After graduating, I led two political campaigns in my hometown. It was an intense experience, days filled with strategy meetings, long conversations with neighbors, and endless coffee cups. What I learned wasn’t just about politics, but about listening. Behind every vote, there was a story: a worker without social security, a young mother with no childcare, an elderly woman taking care of her grandchildren. I understood that communication isn’t about convincing; it’s about connecting.

In 2022, I moved to Berlin with a suitcase, a notebook, and the idea that distance could give me perspective. Living abroad changed me. I worked in cafés, studied German, and continued collaborating remotely with the local government of my city, advising on communication strategies for gender and family programs.

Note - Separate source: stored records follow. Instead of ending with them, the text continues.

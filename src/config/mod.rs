//! Application configuration module
//!
//! Type-safe configuration loading from environment variables using the
//! `config` and `dotenvy` crates. Configuration is loaded with the
//! `STACK_REFEREE` prefix and nested values use double underscores as
//! separators.
//!
//! # Example
//!
//! ```no_run
//! use stack_referee::config::AppConfig;
//!
//! let config = AppConfig::load().expect("Failed to load configuration");
//! config.validate().expect("Invalid configuration");
//! ```

mod error;
mod server;

pub use error::{ConfigError, ValidationError};
pub use server::{Environment, ServerConfig};

use serde::Deserialize;

/// Root application configuration
#[derive(Debug, Clone, Default, Deserialize)]
pub struct AppConfig {
    /// Server configuration (host, port, environment)
    #[serde(default)]
    pub server: ServerConfig,
}

impl AppConfig {
    /// Load configuration from environment variables
    ///
    /// This function:
    /// 1. Loads `.env` file if present (for development)
    /// 2. Reads environment variables with `STACK_REFEREE` prefix
    /// 3. Uses `__` (double underscore) to separate nested values
    ///
    /// # Environment Variable Format
    ///
    /// - `STACK_REFEREE__SERVER__PORT=8080` -> `server.port = 8080`
    /// - `STACK_REFEREE__SERVER__LOG_LEVEL=debug` -> `server.log_level = debug`
    pub fn load() -> Result<Self, ConfigError> {
        // Load .env file if present (development)
        dotenvy::dotenv().ok();

        let config = config::Config::builder()
            .add_source(
                config::Environment::default()
                    .prefix("STACK_REFEREE")
                    .separator("__"),
            )
            .build()?
            .try_deserialize()?;

        Ok(config)
    }

    /// Validate all configuration values
    pub fn validate(&self) -> Result<(), ValidationError> {
        self.server.validate()?;
        Ok(())
    }

    /// Check if running in production environment
    pub fn is_production(&self) -> bool {
        self.server.is_production()
    }
}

Later, I joined Stand with Syria Japan (SSJ), an NGO that supports survivors of war crimes and advocates for justice. Working with people from Syria, Japan, and Germany taught me the political power of memory; how documenting, naming, and making visible what has been silenced is also a way of seeking justice.

Moving between these different realities, a small town in Uruguay and the global humanitarian sphere, helped me understand how deeply connected our worlds are. Today, as a master’s student in International Relations & Global Politics at Zeppelin Universität, I write from that intersection: between communication and politics, the local and the global, and belonging and displacement.

Writing, for me, is a way to connect those worlds. Through the stories I tell, I aim to bring forward voices that often remain unheard and to weave a narrative where Latin America is not seen as a place to be saved but as a place full of knowledge, creativity, and solutions. I believe that every story is political, because every story reflects the world we build together. My work aims to question hierarchies of power, highlight acts of care, and reflect on what justice means in everyday life.

I believe that listening and telling can shift realities, that narratives have the power to transform the way we see the world. They can remind us that borders are not only geographical but also emotional and political. They can invite us to imagine fairer ways of coexisting.

I write because I need to make sense of the world and because, in that attempt, I find hope.